Incorporating Geofencing into Your Campaign Advertising

by Sophie Thurber (She/Her)

campaign advertising black birds perching on a green fence

Campaign Advertising Harnessing Geofencing For Digital Ads

Whether you’re running a political campaign or an advocacy program, geofencing can be an incredibly useful tactic within your larger campaign advertising toolbox. Geofencing is a method of targeting mobile ads to people within a tight geographic area. Essentially, this means creating a virtual fence around an address and serving ads within that area. Instead of targeting a congressional, or even state house district, you’d set a radius around a particular address. In a political or advocacy context, you might target a state capital, voting locations, political conventions, or any other geographic location that a large percentage of your intended audience will be in.

Geofencing is also a good way to reach the right people in the right place and at the right time. For example, if you’re running an advertising program about student loan reform and want college students to take action, you may want to create a geo-fence around college campuses and layer that into a larger digital campaign that targets college-age adults with other behavioral attributes. We once ran a campaign to call out a health care company during the enrollment period for the Affordable Care Act. Since the company was a sponsoring partner of a sports arena, we served mobile ads to users within a radius of the arena during home games. We have also used it to surround legislative buildings in different states so we can be sure we’re gaining visibility with legislators and their staffs. 

Mobile geofencing can be done in a few different ways. Once you have given the address to your vendor (or added it to your Facebook targeting or DSP setup), they will create a circular radius or custom polygon around that location to create the fence. To receive ads, people in your audience must be in that fenced location and using an app on their smartphone with location data enabled. Once an audience member is captured within your geofence, most vendors can register their device ID to serve them ads when they are outside of the fence. Different platforms offer different targeting radiuses, so that’s something to bear in mind (and ask about) as you’re planning your campaign advertising.
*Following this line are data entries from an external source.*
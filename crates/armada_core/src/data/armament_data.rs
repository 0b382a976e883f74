//! Armament definitions: weapons, utilities and mine layers.

use serde::{Deserialize, Serialize};

use crate::math::{decimal_serde, Fixed};

/// Equipment bay kind. An armament only fits a slot of its own kind.
#[derive(Debug, Clone, Copy, PartialEq, Eq, Hash, Serialize, Deserialize)]
pub enum SlotKind {
    /// Standard weapon bay.
    Normal,
    /// Utility bay (cloaks, reactors, repair systems).
    Utility,
    /// Mine rack.
    Mine,
    /// Heavy weapon bay.
    Large,
    /// Mining equipment bay.
    Mining,
}

impl SlotKind {
    /// Every slot kind, in sentinel order.
    pub const ALL: [SlotKind; 5] = [
        SlotKind::Normal,
        SlotKind::Utility,
        SlotKind::Mine,
        SlotKind::Large,
        SlotKind::Mining,
    ];

    /// Index of the empty-slot sentinel armament for this kind.
    ///
    /// Armament indices 0..=4 are reserved for the five sentinels.
    #[must_use]
    pub const fn empty_armament(self) -> usize {
        match self {
            SlotKind::Normal => 0,
            SlotKind::Utility => 1,
            SlotKind::Mine => 2,
            SlotKind::Large => 3,
            SlotKind::Mining => 4,
        }
    }

    /// Human-readable name.
    #[must_use]
    pub const fn name(self) -> &'static str {
        match self {
            SlotKind::Normal => "normal",
            SlotKind::Utility => "utility",
            SlotKind::Mine => "mine",
            SlotKind::Large => "large",
            SlotKind::Mining => "mining",
        }
    }
}

/// Number of reserved empty-slot sentinel armaments.
pub const SENTINEL_COUNT: usize = SlotKind::ALL.len();

/// Resource an armament consumes when fired.
#[derive(Debug, Clone, Copy, PartialEq, Eq, Hash, Serialize, Deserialize, Default)]
pub enum Usage {
    /// Consumes nothing (sentinels, passive systems).
    #[default]
    Empty,
    /// Consumes `cost` energy per fire.
    Energy,
    /// Consumes one round of ammunition per fire.
    Ammo,
}

/// Whether firing needs a target.
#[derive(Debug, Clone, Copy, PartialEq, Eq, Hash, Serialize, Deserialize, Default)]
pub enum Targeting {
    /// Cannot be fired.
    #[default]
    Empty,
    /// Needs a target object.
    Targeted,
    /// Fires without a target.
    Untargeted,
}

/// Area burst run when a projectile ends.
#[derive(Debug, Clone, Copy, PartialEq, Eq, Hash, Serialize, Deserialize)]
pub struct Burst {
    /// Burst radius.
    #[serde(with = "decimal_serde")]
    pub radius: Fixed,
    /// Damage dealt to every opposing unit in the radius.
    #[serde(with = "decimal_serde")]
    pub damage: Fixed,
}

/// Closed set of armament behaviours.
///
/// Each variant carries the parameters its equip, frame and fire logic
/// reads; dispatch lives in [`crate::armament`].
#[derive(Debug, Clone, PartialEq, Eq, Hash, Serialize, Deserialize)]
pub enum ArmamentBehavior {
    /// Empty slot sentinel. Inert.
    Empty,
    /// Fires a short-lived projectile along the unit heading.
    Cannon {
        /// Damage on direct hit.
        #[serde(with = "decimal_serde")]
        damage: Fixed,
        /// Projectile speed per tick.
        #[serde(with = "decimal_serde")]
        speed: Fixed,
        /// Projectile collision radius.
        #[serde(with = "decimal_serde")]
        radius: Fixed,
        /// Ticks before the projectile expires.
        lifetime: u32,
        /// Optional burst on expiry or hit.
        #[serde(default)]
        burst: Option<Burst>,
    },
    /// Instant direct-damage beam against a unit.
    Laser {
        /// Damage per shot.
        #[serde(with = "decimal_serde")]
        damage: Fixed,
        /// Maximum reach, measured to the target's hull.
        #[serde(with = "decimal_serde")]
        range: Fixed,
    },
    /// Launches a missile from the missile table.
    MissileLauncher {
        /// Missile definition index.
        missile: usize,
    },
    /// Drops a mine from the mine table.
    MineLayer {
        /// Mine definition index.
        mine: usize,
    },
    /// Extracts resources from an asteroid into the cargo hold.
    MiningLaser {
        /// Resources extracted per shot from a difficulty-1 asteroid.
        #[serde(with = "decimal_serde")]
        output: Fixed,
        /// Maximum reach, measured to the asteroid's surface.
        #[serde(with = "decimal_serde")]
        range: Fixed,
    },
    /// Latches onto units and pulls them towards the owner every tick.
    Tractor {
        /// Maximum reach, measured to the target's hull.
        #[serde(with = "decimal_serde")]
        range: Fixed,
        /// Impulse applied to each target per tick.
        #[serde(with = "decimal_serde")]
        strength: Fixed,
        /// Maximum simultaneous targets.
        max_targets: usize,
        /// Ticks a target stays latched.
        hold: u32,
        /// Energy drained per target per tick.
        #[serde(with = "decimal_serde")]
        drain: Fixed,
    },
    /// Toggled cloak with a passive energy drain while active.
    Cloak {
        /// Energy drained per tick while active.
        #[serde(with = "decimal_serde")]
        drain: Fixed,
    },
    /// Passive hull regeneration paid for with energy.
    HullRepair {
        /// Health restored per tick.
        #[serde(with = "decimal_serde")]
        rate: Fixed,
        /// Energy spent per point of health restored.
        #[serde(with = "decimal_serde")]
        energy_per_point: Fixed,
    },
    /// Passive energy generator.
    Reactor {
        /// Energy produced per tick.
        #[serde(with = "decimal_serde")]
        output: Fixed,
    },
    /// Consumable thrust burst along the heading.
    Booster {
        /// Impulse applied per active tick.
        #[serde(with = "decimal_serde")]
        impulse: Fixed,
        /// Ticks the burst lasts.
        duration: u32,
    },
    /// Transfers energy to a friendly unit.
    EnergyTransfer {
        /// Energy moved per shot.
        #[serde(with = "decimal_serde")]
        amount: Fixed,
        /// Maximum reach, measured to the target's hull.
        #[serde(with = "decimal_serde")]
        range: Fixed,
    },
    /// Charges a wide-area pulse that detonates after a delay.
    PulseEmitter {
        /// Ticks between firing and detonation.
        delay: u32,
        /// Detonation radius around the firing position.
        #[serde(with = "decimal_serde")]
        radius: Fixed,
        /// Damage dealt to every opposing unit in the radius.
        #[serde(with = "decimal_serde")]
        damage: Fixed,
    },
}

impl ArmamentBehavior {
    /// Short tag naming the behaviour, for logs and validation messages.
    #[must_use]
    pub const fn tag(&self) -> &'static str {
        match self {
            ArmamentBehavior::Empty => "empty",
            ArmamentBehavior::Cannon { .. } => "cannon",
            ArmamentBehavior::Laser { .. } => "laser",
            ArmamentBehavior::MissileLauncher { .. } => "missile_launcher",
            ArmamentBehavior::MineLayer { .. } => "mine_layer",
            ArmamentBehavior::MiningLaser { .. } => "mining_laser",
            ArmamentBehavior::Tractor { .. } => "tractor",
            ArmamentBehavior::Cloak { .. } => "cloak",
            ArmamentBehavior::HullRepair { .. } => "hull_repair",
            ArmamentBehavior::Reactor { .. } => "reactor",
            ArmamentBehavior::Booster { .. } => "booster",
            ArmamentBehavior::EnergyTransfer { .. } => "energy_transfer",
            ArmamentBehavior::PulseEmitter { .. } => "pulse_emitter",
        }
    }
}

/// Static template for one equippable item.
///
/// # Example RON
///
/// ```ron
/// ArmamentDef(
///     name: "Pulse Laser",
///     slot: Normal,
///     usage: Energy,
///     targeted: Targeted,
///     cost: 0.5,
///     tier: 1,
///     reload: 10,
///     behavior: Laser(damage: 6.0, range: 120.0),
/// )
/// ```
#[derive(Debug, Clone, Serialize, Deserialize, PartialEq, Eq)]
pub struct ArmamentDef {
    /// Unique display name.
    pub name: String,

    /// Slot kind this armament fits.
    pub slot: SlotKind,

    /// Resource consumed per fire.
    #[serde(default)]
    pub usage: Usage,

    /// Whether firing needs a target.
    #[serde(default)]
    pub targeted: Targeting,

    /// Energy cost per fire (for [`Usage::Energy`] and toggles).
    #[serde(default, with = "decimal_serde")]
    pub cost: Fixed,

    /// Tech tier (0 for sentinels).
    #[serde(default)]
    pub tier: u8,

    /// Purchase price.
    #[serde(default)]
    pub price: u32,

    /// Magazine size for [`Usage::Ammo`] armaments.
    #[serde(default, skip_serializing_if = "Option::is_none")]
    pub max_ammo: Option<u32>,

    /// Ticks that must elapse after a fire before the next one.
    #[serde(default)]
    pub reload: u32,

    /// Equip, frame and fire behaviour.
    pub behavior: ArmamentBehavior,
}

impl ArmamentDef {
    /// Build an empty-slot sentinel for `slot`.
    #[must_use]
    pub fn sentinel(slot: SlotKind) -> Self {
        Self {
            name: format!("Empty {} slot", slot.name()),
            slot,
            usage: Usage::Empty,
            targeted: Targeting::Empty,
            cost: Fixed::ZERO,
            tier: 0,
            price: 0,
            max_ammo: None,
            reload: 0,
            behavior: ArmamentBehavior::Empty,
        }
    }

    /// Whether this is an inert empty-slot sentinel.
    #[must_use]
    pub fn is_empty(&self) -> bool {
        matches!(self.behavior, ArmamentBehavior::Empty)
    }
}

#[cfg(test)]
mod tests {
    use super::*;

    #[test]
    fn test_sentinel_indices_are_distinct() {
        let mut indices: Vec<usize> = SlotKind::ALL.iter().map(|k| k.empty_armament()).collect();
        indices.sort_unstable();
        assert_eq!(indices, vec![0, 1, 2, 3, 4]);
    }

    #[test]
    fn test_sentinel_is_inert() {
        let sentinel = ArmamentDef::sentinel(SlotKind::Mine);
        assert!(sentinel.is_empty());
        assert_eq!(sentinel.usage, Usage::Empty);
        assert_eq!(sentinel.targeted, Targeting::Empty);
        assert_eq!(sentinel.slot, SlotKind::Mine);
        assert_eq!(sentinel.behavior.tag(), "empty");
    }

    #[test]
    fn test_behavior_parses_from_ron() {
        let text = "Laser(damage: 6.0, range: 120.5)";
        let behavior: ArmamentBehavior = ron::from_str(text).unwrap();
        assert_eq!(
            behavior,
            ArmamentBehavior::Laser {
                damage: Fixed::from_num(6),
                range: Fixed::from_num(120.5),
            }
        );
        assert_eq!(behavior.tag(), "laser");
    }
}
It’s not uncommon to try to keep your targeting as tight as possible to try and make sure you’re only reaching your highest value targets, but to run any digital advertising campaign you still need to have a wide enough net to achieve scale. To keep your targeting as tight as possible while still running a successful campaign, you’ll need to balance the size of the fence itself, any demographic targeting you layer over the geofence, and how long you run your geofencing campaign.

Tips for Running a Successful Geofencing Advertising Campaign

1. Target a Densely Populated Area
Campaign advertising tactics’ efficacy often varies depending on geography and a variety of other factors. Geofencing is no different. These campaigns typically work best in cities and places with a large, concentrated population. Rural areas are harder to run geofencing campaigns in because it’s hard to get enough audience scale. Typically, we recommend removing other targeting parameters for a geofenced program, but the caveat here is that the size of your population will affect how much other targeting you can layer on top of the geofence, how long you’ll need to run the campaign to get results, and even how tight you can make the fence itself. For example, you could use a smaller radius for your fence in a place like New York City than you likely could in upstate New York. 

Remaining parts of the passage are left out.